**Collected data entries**
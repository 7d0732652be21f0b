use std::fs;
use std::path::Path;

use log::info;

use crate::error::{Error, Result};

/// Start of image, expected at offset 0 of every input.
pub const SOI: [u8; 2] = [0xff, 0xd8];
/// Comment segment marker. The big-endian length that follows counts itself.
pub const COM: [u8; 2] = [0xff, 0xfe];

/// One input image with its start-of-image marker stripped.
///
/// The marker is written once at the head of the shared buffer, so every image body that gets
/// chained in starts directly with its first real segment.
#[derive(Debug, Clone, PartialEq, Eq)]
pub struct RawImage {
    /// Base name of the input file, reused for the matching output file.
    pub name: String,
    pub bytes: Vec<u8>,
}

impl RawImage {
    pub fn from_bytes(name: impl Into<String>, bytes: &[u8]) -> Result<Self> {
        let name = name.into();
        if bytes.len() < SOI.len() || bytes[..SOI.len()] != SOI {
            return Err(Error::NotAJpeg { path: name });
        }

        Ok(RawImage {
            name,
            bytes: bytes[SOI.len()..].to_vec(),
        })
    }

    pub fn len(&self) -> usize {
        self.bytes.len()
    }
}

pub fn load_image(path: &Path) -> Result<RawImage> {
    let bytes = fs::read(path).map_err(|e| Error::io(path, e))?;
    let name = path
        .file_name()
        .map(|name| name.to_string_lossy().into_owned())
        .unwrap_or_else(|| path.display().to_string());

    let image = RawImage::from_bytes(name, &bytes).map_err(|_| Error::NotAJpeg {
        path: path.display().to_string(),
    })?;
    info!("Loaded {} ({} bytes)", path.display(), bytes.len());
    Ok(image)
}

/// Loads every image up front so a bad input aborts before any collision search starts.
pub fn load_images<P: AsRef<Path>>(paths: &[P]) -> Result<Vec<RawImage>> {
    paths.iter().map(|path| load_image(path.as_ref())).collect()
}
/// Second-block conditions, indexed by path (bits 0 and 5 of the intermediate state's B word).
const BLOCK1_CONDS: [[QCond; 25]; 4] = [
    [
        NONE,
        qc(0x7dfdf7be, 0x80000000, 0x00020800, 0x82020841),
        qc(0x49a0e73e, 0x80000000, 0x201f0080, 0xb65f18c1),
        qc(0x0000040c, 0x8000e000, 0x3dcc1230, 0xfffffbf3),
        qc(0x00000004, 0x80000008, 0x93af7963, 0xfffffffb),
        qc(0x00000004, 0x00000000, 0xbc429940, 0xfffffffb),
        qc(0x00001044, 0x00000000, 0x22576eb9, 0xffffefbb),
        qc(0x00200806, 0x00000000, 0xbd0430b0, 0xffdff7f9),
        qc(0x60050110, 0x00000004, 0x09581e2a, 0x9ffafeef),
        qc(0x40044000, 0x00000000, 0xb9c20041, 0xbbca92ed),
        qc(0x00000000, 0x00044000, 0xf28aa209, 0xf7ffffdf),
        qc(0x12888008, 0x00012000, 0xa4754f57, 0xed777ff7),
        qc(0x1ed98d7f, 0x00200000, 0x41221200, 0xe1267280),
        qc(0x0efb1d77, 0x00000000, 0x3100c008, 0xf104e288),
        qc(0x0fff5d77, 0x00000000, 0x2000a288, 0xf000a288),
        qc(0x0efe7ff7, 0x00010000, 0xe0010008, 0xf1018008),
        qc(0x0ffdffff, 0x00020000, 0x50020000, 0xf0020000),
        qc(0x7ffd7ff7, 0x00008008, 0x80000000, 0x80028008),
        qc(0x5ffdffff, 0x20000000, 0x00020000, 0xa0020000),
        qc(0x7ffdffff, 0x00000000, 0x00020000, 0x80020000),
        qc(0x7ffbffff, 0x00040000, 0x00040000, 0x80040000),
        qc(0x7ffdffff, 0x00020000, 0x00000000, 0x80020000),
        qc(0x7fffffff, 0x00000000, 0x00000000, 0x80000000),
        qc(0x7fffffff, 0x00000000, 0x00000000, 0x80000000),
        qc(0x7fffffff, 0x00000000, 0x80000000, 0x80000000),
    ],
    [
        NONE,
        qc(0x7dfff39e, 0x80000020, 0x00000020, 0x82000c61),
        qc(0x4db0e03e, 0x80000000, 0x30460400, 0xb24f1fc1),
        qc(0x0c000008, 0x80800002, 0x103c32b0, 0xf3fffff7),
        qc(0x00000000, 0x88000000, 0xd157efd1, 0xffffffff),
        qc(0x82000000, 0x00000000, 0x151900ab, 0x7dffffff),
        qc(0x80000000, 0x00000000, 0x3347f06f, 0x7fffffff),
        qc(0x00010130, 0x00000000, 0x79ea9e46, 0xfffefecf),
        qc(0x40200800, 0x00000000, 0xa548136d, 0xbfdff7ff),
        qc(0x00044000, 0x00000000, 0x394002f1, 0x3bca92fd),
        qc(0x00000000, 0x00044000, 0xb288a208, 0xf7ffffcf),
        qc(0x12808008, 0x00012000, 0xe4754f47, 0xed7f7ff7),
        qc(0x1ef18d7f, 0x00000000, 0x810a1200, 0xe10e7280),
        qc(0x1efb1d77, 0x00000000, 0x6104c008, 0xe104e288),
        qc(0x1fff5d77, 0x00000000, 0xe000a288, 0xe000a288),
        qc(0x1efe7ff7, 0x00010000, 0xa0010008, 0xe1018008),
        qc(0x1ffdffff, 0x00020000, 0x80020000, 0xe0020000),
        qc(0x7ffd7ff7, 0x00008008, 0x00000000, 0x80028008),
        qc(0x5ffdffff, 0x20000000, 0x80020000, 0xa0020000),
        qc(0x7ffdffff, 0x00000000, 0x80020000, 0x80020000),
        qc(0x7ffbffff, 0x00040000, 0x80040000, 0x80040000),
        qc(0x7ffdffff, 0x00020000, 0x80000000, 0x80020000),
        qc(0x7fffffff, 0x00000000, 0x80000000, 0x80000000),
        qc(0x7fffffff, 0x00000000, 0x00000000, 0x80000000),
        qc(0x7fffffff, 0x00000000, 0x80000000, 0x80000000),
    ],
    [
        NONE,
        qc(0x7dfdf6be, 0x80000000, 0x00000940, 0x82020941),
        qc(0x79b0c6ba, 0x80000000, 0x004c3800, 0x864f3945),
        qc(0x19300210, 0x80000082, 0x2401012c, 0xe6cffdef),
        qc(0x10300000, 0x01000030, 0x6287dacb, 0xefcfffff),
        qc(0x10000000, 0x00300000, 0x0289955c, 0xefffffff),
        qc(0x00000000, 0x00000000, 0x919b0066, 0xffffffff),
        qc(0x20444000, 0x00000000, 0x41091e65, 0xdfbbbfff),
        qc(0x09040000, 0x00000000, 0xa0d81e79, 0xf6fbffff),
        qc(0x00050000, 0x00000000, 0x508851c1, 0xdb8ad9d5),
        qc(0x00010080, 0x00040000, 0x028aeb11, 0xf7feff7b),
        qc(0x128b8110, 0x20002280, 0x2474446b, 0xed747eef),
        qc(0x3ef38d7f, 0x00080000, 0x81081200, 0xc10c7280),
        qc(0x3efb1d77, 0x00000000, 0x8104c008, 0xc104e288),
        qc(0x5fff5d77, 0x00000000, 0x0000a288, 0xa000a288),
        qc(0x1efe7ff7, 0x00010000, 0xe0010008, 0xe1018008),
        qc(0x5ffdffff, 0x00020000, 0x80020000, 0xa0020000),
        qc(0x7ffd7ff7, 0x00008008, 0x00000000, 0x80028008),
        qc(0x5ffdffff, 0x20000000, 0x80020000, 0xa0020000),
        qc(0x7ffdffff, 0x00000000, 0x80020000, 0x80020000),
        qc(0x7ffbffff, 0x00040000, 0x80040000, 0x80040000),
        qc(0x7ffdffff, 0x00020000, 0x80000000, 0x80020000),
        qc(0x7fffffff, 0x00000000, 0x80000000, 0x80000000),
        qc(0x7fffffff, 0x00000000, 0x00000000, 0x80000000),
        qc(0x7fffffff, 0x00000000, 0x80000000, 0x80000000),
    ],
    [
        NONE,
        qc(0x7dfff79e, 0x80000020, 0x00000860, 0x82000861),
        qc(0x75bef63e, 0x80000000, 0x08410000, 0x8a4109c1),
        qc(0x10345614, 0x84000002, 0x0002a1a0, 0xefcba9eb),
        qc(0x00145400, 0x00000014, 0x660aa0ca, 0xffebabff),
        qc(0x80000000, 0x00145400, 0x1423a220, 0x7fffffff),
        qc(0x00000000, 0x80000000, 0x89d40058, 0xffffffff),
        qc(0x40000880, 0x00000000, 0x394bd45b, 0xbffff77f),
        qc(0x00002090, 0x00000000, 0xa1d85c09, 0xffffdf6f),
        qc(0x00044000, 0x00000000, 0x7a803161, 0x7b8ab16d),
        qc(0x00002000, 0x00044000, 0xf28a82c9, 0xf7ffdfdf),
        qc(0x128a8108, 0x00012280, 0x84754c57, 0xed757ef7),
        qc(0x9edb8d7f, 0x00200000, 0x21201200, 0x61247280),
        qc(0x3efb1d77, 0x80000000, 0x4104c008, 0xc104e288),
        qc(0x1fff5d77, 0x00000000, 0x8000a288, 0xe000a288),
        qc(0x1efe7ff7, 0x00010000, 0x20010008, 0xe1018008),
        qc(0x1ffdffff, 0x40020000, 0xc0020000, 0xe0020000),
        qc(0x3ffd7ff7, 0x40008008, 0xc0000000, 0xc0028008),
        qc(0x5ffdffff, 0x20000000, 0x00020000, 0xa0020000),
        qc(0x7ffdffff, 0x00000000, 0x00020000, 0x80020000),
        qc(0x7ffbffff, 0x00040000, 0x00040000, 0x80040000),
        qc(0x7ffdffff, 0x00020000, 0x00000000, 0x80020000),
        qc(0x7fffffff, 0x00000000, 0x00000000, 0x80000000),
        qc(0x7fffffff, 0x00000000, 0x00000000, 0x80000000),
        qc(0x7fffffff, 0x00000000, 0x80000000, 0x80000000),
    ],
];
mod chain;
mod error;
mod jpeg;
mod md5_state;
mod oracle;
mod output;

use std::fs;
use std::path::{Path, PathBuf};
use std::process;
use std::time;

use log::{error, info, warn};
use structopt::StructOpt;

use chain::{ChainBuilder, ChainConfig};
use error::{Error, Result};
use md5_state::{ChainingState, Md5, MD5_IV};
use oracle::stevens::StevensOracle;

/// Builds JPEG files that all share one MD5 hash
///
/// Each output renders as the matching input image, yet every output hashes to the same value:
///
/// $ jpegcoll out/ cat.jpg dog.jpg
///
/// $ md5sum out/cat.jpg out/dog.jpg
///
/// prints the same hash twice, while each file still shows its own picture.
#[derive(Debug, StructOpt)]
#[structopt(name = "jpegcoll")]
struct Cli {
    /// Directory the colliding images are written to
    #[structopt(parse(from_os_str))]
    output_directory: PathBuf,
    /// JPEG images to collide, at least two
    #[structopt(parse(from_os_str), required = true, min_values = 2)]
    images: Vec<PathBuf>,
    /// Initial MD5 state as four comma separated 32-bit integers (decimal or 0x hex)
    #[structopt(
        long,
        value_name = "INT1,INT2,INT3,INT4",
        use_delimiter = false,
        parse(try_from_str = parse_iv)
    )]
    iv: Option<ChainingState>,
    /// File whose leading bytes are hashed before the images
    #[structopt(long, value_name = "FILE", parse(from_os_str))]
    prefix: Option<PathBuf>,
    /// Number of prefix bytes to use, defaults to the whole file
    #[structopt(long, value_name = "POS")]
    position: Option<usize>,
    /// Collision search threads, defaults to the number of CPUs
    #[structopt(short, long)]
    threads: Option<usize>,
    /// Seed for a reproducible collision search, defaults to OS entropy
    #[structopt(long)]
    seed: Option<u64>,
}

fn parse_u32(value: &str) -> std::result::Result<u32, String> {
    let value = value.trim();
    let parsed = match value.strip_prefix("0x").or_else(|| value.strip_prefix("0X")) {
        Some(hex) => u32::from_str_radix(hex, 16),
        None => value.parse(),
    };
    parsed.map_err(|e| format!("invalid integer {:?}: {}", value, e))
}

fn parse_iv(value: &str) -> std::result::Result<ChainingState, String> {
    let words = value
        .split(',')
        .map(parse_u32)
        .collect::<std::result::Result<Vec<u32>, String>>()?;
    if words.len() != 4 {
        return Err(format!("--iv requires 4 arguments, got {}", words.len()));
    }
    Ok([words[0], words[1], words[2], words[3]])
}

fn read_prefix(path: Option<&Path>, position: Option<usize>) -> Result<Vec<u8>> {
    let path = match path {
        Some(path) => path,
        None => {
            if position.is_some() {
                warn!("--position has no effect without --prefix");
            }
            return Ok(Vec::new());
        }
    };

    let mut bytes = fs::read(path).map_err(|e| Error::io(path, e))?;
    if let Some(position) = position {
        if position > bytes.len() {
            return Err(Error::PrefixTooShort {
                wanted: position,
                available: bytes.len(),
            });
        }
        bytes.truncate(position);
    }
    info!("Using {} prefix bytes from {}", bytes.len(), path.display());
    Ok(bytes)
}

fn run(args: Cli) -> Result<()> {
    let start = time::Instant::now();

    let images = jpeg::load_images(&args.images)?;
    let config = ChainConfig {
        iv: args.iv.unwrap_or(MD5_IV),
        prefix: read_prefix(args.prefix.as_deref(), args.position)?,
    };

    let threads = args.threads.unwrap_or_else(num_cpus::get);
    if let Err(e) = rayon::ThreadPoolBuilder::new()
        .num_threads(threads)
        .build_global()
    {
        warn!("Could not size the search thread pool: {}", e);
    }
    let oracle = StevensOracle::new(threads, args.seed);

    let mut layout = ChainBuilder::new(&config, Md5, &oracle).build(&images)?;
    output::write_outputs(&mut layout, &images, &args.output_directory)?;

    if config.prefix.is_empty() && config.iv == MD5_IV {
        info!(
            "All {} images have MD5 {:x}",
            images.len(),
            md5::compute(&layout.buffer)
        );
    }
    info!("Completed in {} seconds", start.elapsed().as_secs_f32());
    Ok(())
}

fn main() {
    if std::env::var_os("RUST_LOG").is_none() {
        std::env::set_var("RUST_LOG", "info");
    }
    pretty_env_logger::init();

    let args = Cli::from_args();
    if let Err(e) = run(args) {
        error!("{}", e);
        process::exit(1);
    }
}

**Work to complete**
Could you copy exactly the lines from the first line of the records above through the line containing "follows counts itself.", both included, and nothing else?

**Solution for this task**
repository 7d0732652be21f0b
use std::fs;
use std::path::Path;

use log::info;

use crate::error::{Error, Result};

/// Start of image, expected at offset 0 of every input.
pub const SOI: [u8; 2] = [0xff, 0xd8];
/// Comment segment marker. The big-endian length that follows counts itself.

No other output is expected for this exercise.